[Opening Records supplied section]
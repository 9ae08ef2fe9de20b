//! A newtype wrapper for fully-qualified class names
//!
//! Class names are dotted (`com.acme.model.Person`) and may contain `$` for nested
//! classes (`com.acme.Outer$Inner`).

use serde::{Deserialize, Serialize};

/// A fully-qualified class name used as the identity key for classes in the index,
/// the inspector cache and the generated manifest
#[derive(Debug, Clone, PartialEq, Eq, Hash, Serialize, Deserialize, Default, PartialOrd, Ord)]
#[serde(transparent)]
pub struct ClassName(String);

impl ClassName {
    /// Get the underlying string reference
    #[must_use]
    pub fn as_str(&self) -> &str { &self.0 }

    /// Get the simple name (last segment after `.` and `$`)
    /// For example: `com.acme.Outer$Inner` returns `Inner`
    #[must_use]
    pub fn simple_name(&self) -> &str {
        self.0
            .rsplit(['.', '$'])
            .next()
            .unwrap_or(&self.0)
    }

    /// Get the package portion, `None` for the default package
    #[must_use]
    pub fn package(&self) -> Option<&str> { self.0.rsplit_once('.').map(|(package, _)| package) }

    /// Whether the class lives in one of the platform namespaces (`java.*`, `javax.*`)
    #[must_use]
    pub fn is_platform(&self) -> bool { self.0.starts_with("java.") || self.0.starts_with("javax.") }

    /// The name with every separator replaced by `_`, usable as an identifier
    #[must_use]
    pub fn mangled(&self) -> String { self.0.replace(['.', '$'], "_") }
}

impl From<&str> for ClassName {
    fn from(s: &str) -> Self { Self(s.to_string()) }
}

impl From<String> for ClassName {
    fn from(s: String) -> Self { Self(s) }
}

impl From<&String> for ClassName {
    fn from(s: &String) -> Self { Self(s.clone()) }
}

impl From<ClassName> for String {
    fn from(name: ClassName) -> Self { name.0 }
}

impl std::borrow::Borrow<str> for ClassName {
    fn borrow(&self) -> &str { &self.0 }
}

impl std::fmt::Display for ClassName {
    fn fmt(&self, f: &mut std::fmt::Formatter<'_>) -> std::fmt::Result { write!(f, "{}", self.0) }
}

#[cfg(test)]
mod tests {
    use super::*;

    #[test]
    fn test_name_segments() {
        let name = ClassName::from("com.acme.Outer$Inner");
        assert_eq!(name.simple_name(), "Inner");
        assert_eq!(name.package(), Some("com.acme"));
        assert_eq!(name.mangled(), "com_acme_Outer_Inner");
        assert!(!name.is_platform());

        let default_package = ClassName::from("Widget");
        assert_eq!(default_package.simple_name(), "Widget");
        assert_eq!(default_package.package(), None);
    }

    #[test]
    fn test_platform_detection() {
        assert!(ClassName::from("java.lang.String").is_platform());
        assert!(!ClassName::from("com.java.Widget").is_platform());
        assert!(ClassName::from("java.util.List").is_platform());
        assert!(ClassName::from("javax.money.MonetaryAmount").is_platform());
    }
}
[Closing Records supplied section]
Your assignment:
Each line of the data that has the string "qualified" should be returned.

Result for this exercise:
//! A newtype wrapper for fully-qualified class names
/// A fully-qualified class name used as the identity key for classes in the index,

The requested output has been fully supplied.